Serbian hospitals ban gossiping

A ban on grumpiness, gossiping, mini-skirts and rudeness is what the doctor orders to improve patient care in Serbia's hospitals, according to new rules issued by the country's Health Ministry.

The rules, posted on the ministry's website, say staff are not allowed to criticise their hospital or their superiors, and should not accept gifts for their services.

Hospital staff are often bribed with cash or gifts for attention or better treatment.

Serbia's public health system crumbled during the conflicts of the 1990s, with patients' relatives having to provide everything from bandages and antibiotics to food.

Anti-impotence pill for pilots

A drug used to treat impotence could help Israeli fighter pilots operate at high altitude.

According to the Israeli military's official magazine, a retired general plans to present to the air force the results of a study he conducted on Mount Kilimanjaro in Tanzania. He found that tadalafil, the active ingredient in Cialis tablets, improved breathing in a thin atmosphere.

"The study's findings justify the continuation of tests with drugs of this type in low oxygen environments," an unnamed air force officer told Bamahaneh, the military's weekly magazine.

City threatened with TV remote

A drunken man's threat to blow up half a city with his television remote control forced Australian police to declare a state of emergency at a luxury golf resort, a court in Brisbane heard yesterday.

Geoffrey Martin Fryatt, 57, a resident of the Fairways Golf and Lifestyle Retreat in Brisbane, was arrested by elite paramilitary police after terrifying neighbours with a knife and threatening to detonate a store of chemicals with the TV remote.

"One push of the button will blow up half of Brisbane," Mr Fryatt shouted in the standoff last May before police in the Queensland state capital opened fire with rubber bullets.

Naked parade punished

Rio de Janeiro's Carnival jury has named parade group Beija-Flor (Hummingbird) champion for the second year running, while another samba group was relegated to the second division after its dancing queen paraded naked.

The 4,200-strong Sao Clemente samba school, which kicked off two nights of parades on Sunday night, lost its place among the 12 top league groups as judges punished it by trimming precious points for "exposed genitalia".

Viviane Castro, 25, a model and dancer, had lost her original tapasexo - a small triangle of glitter used to cover the most intimate parts. An improvised substitute glued between her legs right before the show also fell off on the parade strip. She symbolised native Indians as they appeared to the Portuguese.

Although bare-breasted, almost naked beauty queens run galore in Rio's Carnival, full nudity is forbidden.

Wife squashed to death

A man in Germany was jailed for five years after he sat on his wife during a domestic dispute and squashed her so badly that she later died.

The 128-kg man "sat on his wife's chest for at least two minutes and broke her ribs in 18 places", said Jan-Michael Seidel, a spokesman for the court in the northern town of Hildesheim. "It was quite deliberate."

The woman, who was half her husband's weight, died from her injuries less than a month later. The 50-year-old man was charged with grievous bodily harm leading to death.

Home buyers find owner dead

An estate agent who took a prospective buyer to view a house in central England found the owner hanging dead in a closet, the agency said yesterday.

It was the first viewing of the £350,000 house which had been on the market for a week. The owner was hanging from a belt inside a walk-in closet in the main bedroom.

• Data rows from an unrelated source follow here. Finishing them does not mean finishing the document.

pub mod ast;
pub mod lexer;
pub mod parser;
pub mod stack;
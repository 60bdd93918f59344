use std::rc::Rc;

use malang_interpreter::object::{EvaluationError, Object};

pub trait Printer {
    type Object;

    fn print(&mut self, object: Self::Object);
}

pub struct InterpreterPrinter {}

impl Printer for InterpreterPrinter {
    type Object = Result<Option<Rc<Object>>, EvaluationError>;

    fn print(&mut self, object: Self::Object) {
        match object {
            Ok(Some(object)) => println!("{}", object),
            Ok(None) => {}
            Err(err) => println!("ERROR: {}", err),
        }
    }
}
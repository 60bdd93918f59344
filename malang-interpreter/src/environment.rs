use std::cell::RefCell;
use std::collections::HashMap;
use std::rc::Rc;

use crate::object::Object;

struct EnvironmentCore {
    store: HashMap<Rc<str>, Rc<Object>>,
    outer: Option<Environment>,
}

/// Shared handle to a scope. Clones refer to the same frame, so a closure and
/// the code that created it see each other's writes.
#[derive(Clone)]
pub struct Environment {
    environment: Rc<RefCell<EnvironmentCore>>,
}

impl Environment {
    pub fn new() -> Self {
        Environment {
            environment: Rc::new(RefCell::new(EnvironmentCore {
                store: HashMap::new(),
                outer: None,
            })),
        }
    }

    pub fn new_enclosed(outer: Environment) -> Environment {
        Environment {
            environment: Rc::new(RefCell::new(EnvironmentCore {
                store: HashMap::new(),
                outer: Some(outer),
            })),
        }
    }

    /// Looks `key` up in this frame, then in each enclosing one.
    pub fn get(&self, key: &str) -> Option<Rc<Object>> {
        let env = self.environment.borrow();
        match env.store.get(key) {
            Some(value) => Some(value.clone()),
            None => env.outer.as_ref().and_then(|outer| outer.get(key)),
        }
    }

    /// Binds `key` in this frame only. Outer frames are never written.
    pub fn set(&self, key: Rc<str>, value: Rc<Object>) {
        self.environment.borrow_mut().store.insert(key, value);
    }

    pub fn len(&self) -> usize {
        self.environment.borrow().store.len()
    }

    pub fn is_empty(&self) -> bool {
        self.len() == 0
    }
}

impl PartialEq for Environment {
    fn eq(&self, other: &Self) -> bool {
        Rc::ptr_eq(&self.environment, &other.environment)
    }
}

// Frames can hold closures over themselves, so only the address is shown.
impl std::fmt::Debug for Environment {
    fn fmt(&self, f: &mut std::fmt::Formatter<'_>) -> std::fmt::Result {
        f.debug_struct("Environment")
            .field("ptr", &Rc::as_ptr(&self.environment))
            .finish()
    }
}

impl Default for Environment {
    fn default() -> Self {
        Self::new()
    }
}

"It was quite a shock," said a spokesman for estate agents Hartleys. "Our agent quickly ushered everyone out, locked the property and called the authorities."

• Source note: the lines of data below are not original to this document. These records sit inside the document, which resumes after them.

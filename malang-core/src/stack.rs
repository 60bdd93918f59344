//! Stack growth for the recursive parts of the pipeline.
//!
//! Parsing and evaluation recurse once per nesting level of the source (and
//! evaluation once more per function call), so deep but valid input can run
//! past the thread's stack. Wrapping those recursive entry points in
//! [`ensure_sufficient_stack`] moves execution onto a freshly allocated
//! segment whenever the remaining stack drops below the red zone.

/// Below this much remaining stack, a new segment is allocated.
const RED_ZONE: usize = 128 * 1024;

/// Size of each newly allocated segment.
const STACK_PER_RECURSION: usize = 1024 * 1024;

#[inline]
#[cfg(not(target_arch = "wasm32"))]
pub fn ensure_sufficient_stack<R>(f: impl FnOnce() -> R) -> R {
    stacker::maybe_grow(RED_ZONE, STACK_PER_RECURSION, f)
}

#[inline]
#[cfg(target_arch = "wasm32")]
pub fn ensure_sufficient_stack<R>(f: impl FnOnce() -> R) -> R {
    f()
}
use std::rc::Rc;

use malang_core::ast::{
    self, try_modify, Expression, InfixOperationKind, Node, PrefixOperationKind,
};

use super::{eval_expression, EvalContext};
use crate::environment::Environment;
use crate::object::{EvaluationError, Object, QuickReturn};

fn is_call_to(call: &ast::CallExpression, name: &str) -> bool {
    matches!(call.function.as_ref(), Expression::Identifier(identifier) if identifier.name.as_ref() == name)
}

pub(super) fn is_quote_call(call: &ast::CallExpression) -> bool {
    is_call_to(call, "quote")
}

fn single_argument(arguments: &[Expression]) -> Result<&Expression, EvaluationError> {
    match arguments {
        [argument] => Ok(argument),
        _ => Err(EvaluationError::WrongArgumentCount {
            got: arguments.len(),
            want: 1,
        }),
    }
}

/// `quote(<expr>)`: the argument is kept as syntax, except that every
/// `unquote(<e>)` inside it is replaced by the value of `<e>`.
pub(super) fn quote(
    arguments: &[Expression],
    environment: &Environment,
    context: &EvalContext,
) -> Result<Rc<Object>, QuickReturn> {
    let argument = single_argument(arguments)?;
    let mut unquote = |node: Node| -> Result<Node, QuickReturn> {
        match node {
            Node::Expression(Expression::Call(call)) if is_call_to(&call, "unquote") => {
                let argument = single_argument(&call.arguments)?;
                let value = eval_expression(argument, environment, context)?;
                Ok(Node::Expression(object_to_expression(&value)?))
            }
            other => Ok(other),
        }
    };
    let node = try_modify(Node::Expression(argument.clone()), &mut unquote)?;

    Ok(Object::quote(node))
}

fn object_to_expression(object: &Object) -> Result<Expression, EvaluationError> {
    match object {
        Object::Integer(value) => Ok(integer_expression(*value)),
        Object::Boolean(value) => Ok(Expression::boolean(*value)),
        Object::String(value) => Ok(Expression::string(value)),
        Object::Quote(Node::Expression(expression)) => Ok(expression.clone()),
        Object::Array(elements) => Ok(Expression::array(
            elements
                .iter()
                .map(|element| object_to_expression(element))
                .collect::<Result<_, _>>()?,
        )),
        Object::Hash(pairs) => Ok(Expression::hash(
            pairs
                .values()
                .map(|(key, value)| Ok((object_to_expression(key)?, object_to_expression(value)?)))
                .collect::<Result<_, EvaluationError>>()?,
        )),
        other => Err(EvaluationError::CannotUnquote(other.type_name())),
    }
}

// Integer literals are never negative in parsed source, so negative values
// are spelled the way the parser would read them back.
fn integer_expression(value: i64) -> Expression {
    if value >= 0 {
        return Expression::integer(value);
    }
    match value.checked_neg() {
        Some(magnitude) => {
            Expression::prefix(PrefixOperationKind::Minus, Expression::integer(magnitude))
        }
        None => Expression::infix(
            Expression::prefix(PrefixOperationKind::Minus, Expression::integer(i64::MAX)),
            InfixOperationKind::Minus,
            Expression::integer(1),
        ),
    }
}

The owner, a single man in his 40s, had inherited the house from his mother who died recently, the estate agents said.

Apology for hiring private jet

A French junior minister has apologised paying €138,000 to hire a private jet so he could skip a commercial flight to have a drink with President Nicolas Sarkozy.

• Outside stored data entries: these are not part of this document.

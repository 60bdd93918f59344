//! Post-order rewriting of a syntax tree.
//!
//! Every owned child is rewritten before its parent, and the parent (with the
//! rewritten children already in place) is then handed to the modifier. The
//! modifier must return a node of the category it was given; an expression is
//! accepted where a statement is expected and an expression statement where an
//! expression is expected. Any other substitution panics.

use std::convert::Infallible;

use super::*;

pub fn modify(node: Node, mut modifier: impl FnMut(Node) -> Node) -> Node {
    let result: Result<Node, Infallible> = try_modify(node, &mut |node| Ok(modifier(node)));
    match result {
        Ok(node) => node,
        Err(never) => match never {},
    }
}

/// Like [`modify`], but stops at the first error the modifier returns.
pub fn try_modify<E, F>(node: Node, modifier: &mut F) -> Result<Node, E>
where
    F: FnMut(Node) -> Result<Node, E>,
{
    let node = match node {
        Node::Program(program) => Node::Program(Program {
            statements: modify_statements(program.statements, modifier)?,
        }),
        Node::Statement(statement) => Node::Statement(modify_statement_children(statement, modifier)?),
        Node::Block(block) => Node::Block(modify_block_children(block, modifier)?),
        Node::Expression(expression) => {
            Node::Expression(modify_expression_children(expression, modifier)?)
        }
    };

    modifier(node)
}

fn modify_statements<E, F>(statements: Vec<Statement>, modifier: &mut F) -> Result<Vec<Statement>, E>
where
    F: FnMut(Node) -> Result<Node, E>,
{
    statements
        .into_iter()
        .map(|statement| Ok(into_statement(try_modify(Node::Statement(statement), modifier)?)))
        .collect()
}

fn modify_statement_children<E, F>(statement: Statement, modifier: &mut F) -> Result<Statement, E>
where
    F: FnMut(Node) -> Result<Node, E>,
{
    Ok(match statement {
        Statement::Let(statement) => Statement::Let(LetStatement {
            value: modify_expression(statement.value, modifier)?,
            ..statement
        }),
        Statement::Return(statement) => Statement::Return(ReturnStatement {
            value: modify_expression(statement.value, modifier)?,
            ..statement
        }),
        Statement::Expression(statement) => Statement::Expression(ExpressionStatement {
            expression: modify_expression(statement.expression, modifier)?,
            ..statement
        }),
    })
}

fn modify_block_children<E, F>(block: BlockStatement, modifier: &mut F) -> Result<BlockStatement, E>
where
    F: FnMut(Node) -> Result<Node, E>,
{
    Ok(BlockStatement {
        statements: modify_statements(block.statements, modifier)?,
        ..block
    })
}

fn modify_expression<E, F>(expression: Expression, modifier: &mut F) -> Result<Expression, E>
where
    F: FnMut(Node) -> Result<Node, E>,
{
    Ok(into_expression(try_modify(Node::Expression(expression), modifier)?))
}

fn modify_boxed<E, F>(expression: Box<Expression>, modifier: &mut F) -> Result<Box<Expression>, E>
where
    F: FnMut(Node) -> Result<Node, E>,
{
    Ok(Box::new(modify_expression(*expression, modifier)?))
}

fn modify_expressions<E, F>(expressions: Vec<Expression>, modifier: &mut F) -> Result<Vec<Expression>, E>
where
    F: FnMut(Node) -> Result<Node, E>,
{
    expressions
        .into_iter()
        .map(|expression| modify_expression(expression, modifier))
        .collect()
}

fn modify_block<E, F>(block: BlockStatement, modifier: &mut F) -> Result<BlockStatement, E>
where
    F: FnMut(Node) -> Result<Node, E>,
{
    match try_modify(Node::Block(block), modifier)? {
        Node::Block(block) => Ok(block),
        other => panic!("modifier replaced a block with `{}`", other),
    }
}

// A parameter rewritten into something other than an identifier is dropped.
fn modify_parameters<E, F>(parameters: Vec<Identifier>, modifier: &mut F) -> Result<Vec<Identifier>, E>
where
    F: FnMut(Node) -> Result<Node, E>,
{
    let mut rewritten = Vec::with_capacity(parameters.len());
    for parameter in parameters {
        if let Expression::Identifier(identifier) =
            modify_expression(Expression::Identifier(parameter), modifier)?
        {
            rewritten.push(identifier);
        }
    }
    Ok(rewritten)
}

fn modify_expression_children<E, F>(expression: Expression, modifier: &mut F) -> Result<Expression, E>
where
    F: FnMut(Node) -> Result<Node, E>,
{
    use Expression::*;
    Ok(match expression {
        Identifier(_) | IntegerLiteral(_) | StringLiteral(_) | Boolean(_) | Use(_) | Break(_)
        | Continue(_) => expression,
        Prefix(prefix) => Prefix(PrefixExpression {
            right: modify_boxed(prefix.right, modifier)?,
            ..prefix
        }),
        Infix(infix) => {
            let left = modify_boxed(infix.left, modifier)?;
            let right = modify_boxed(infix.right, modifier)?;
            Infix(InfixExpression {
                left,
                right,
                ..infix
            })
        }
        Index(index) => {
            let left = modify_boxed(index.left, modifier)?;
            let index_expression = modify_boxed(index.index, modifier)?;
            Index(IndexExpression {
                left,
                index: index_expression,
                ..index
            })
        }
        If(if_expression) => {
            let condition = modify_boxed(if_expression.condition, modifier)?;
            let consequence = modify_block(if_expression.consequence, modifier)?;
            let alternative = match if_expression.alternative {
                Some(alternative) => Some(modify_block(alternative, modifier)?),
                None => None,
            };
            If(IfExpression {
                token: if_expression.token,
                condition,
                consequence,
                alternative,
            })
        }
        Function(function) => {
            let parameters = modify_parameters(function.parameters, modifier)?;
            let body = modify_block(function.body, modifier)?;
            Function(FunctionLiteral {
                token: function.token,
                parameters,
                body,
            })
        }
        Macro(macro_literal) => {
            let parameters = modify_parameters(macro_literal.parameters, modifier)?;
            let body = modify_block(macro_literal.body, modifier)?;
            Macro(MacroLiteral {
                token: macro_literal.token,
                parameters,
                body,
            })
        }
        Call(call) => {
            let function = modify_boxed(call.function, modifier)?;
            let arguments = modify_expressions(call.arguments, modifier)?;
            Call(CallExpression {
                token: call.token,
                function,
                arguments,
            })
        }
        Array(array) => Array(ArrayLiteral {
            elements: modify_expressions(array.elements, modifier)?,
            ..array
        }),
        Hash(hash) => {
            let mut pairs = Vec::with_capacity(hash.pairs.len());
            for (key, value) in hash.pairs {
                let key = modify_expression(key, modifier)?;
                let value = modify_expression(value, modifier)?;
                pairs.push((key, value));
            }
            Hash(HashLiteral {
                token: hash.token,
                pairs,
            })
        }
        For(for_expression) => {
            let condition = modify_boxed(for_expression.condition, modifier)?;
            let body = modify_block(for_expression.body, modifier)?;
            For(ForExpression {
                token: for_expression.token,
                condition,
                body,
            })
        }
    })
}

fn into_expression(node: Node) -> Expression {
    match node {
        Node::Expression(expression) => expression,
        Node::Statement(Statement::Expression(statement)) => statement.expression,
        other => panic!("modifier replaced an expression with `{}`", other),
    }
}

fn into_statement(node: Node) -> Statement {
    match node {
        Node::Statement(statement) => statement,
        Node::Expression(expression) => Statement::from(expression),
        other => panic!("modifier replaced a statement with `{}`", other),
    }
}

Satirical paper Le Canard Enchaine said Christian Estrosi, junior minister for France's overseas territories, was due to fly to Washington on January 23 on an Air France flight with an 11-person team for a conference on coral reefs the next day. But then he discovered Mr Sarkozy had arranged for drinks with long-term supporters after the flight was due to take off.

He insisted he attend the party but the flight was the last to Washington and, with no government planes at hand, his office booked the jet, the paper said.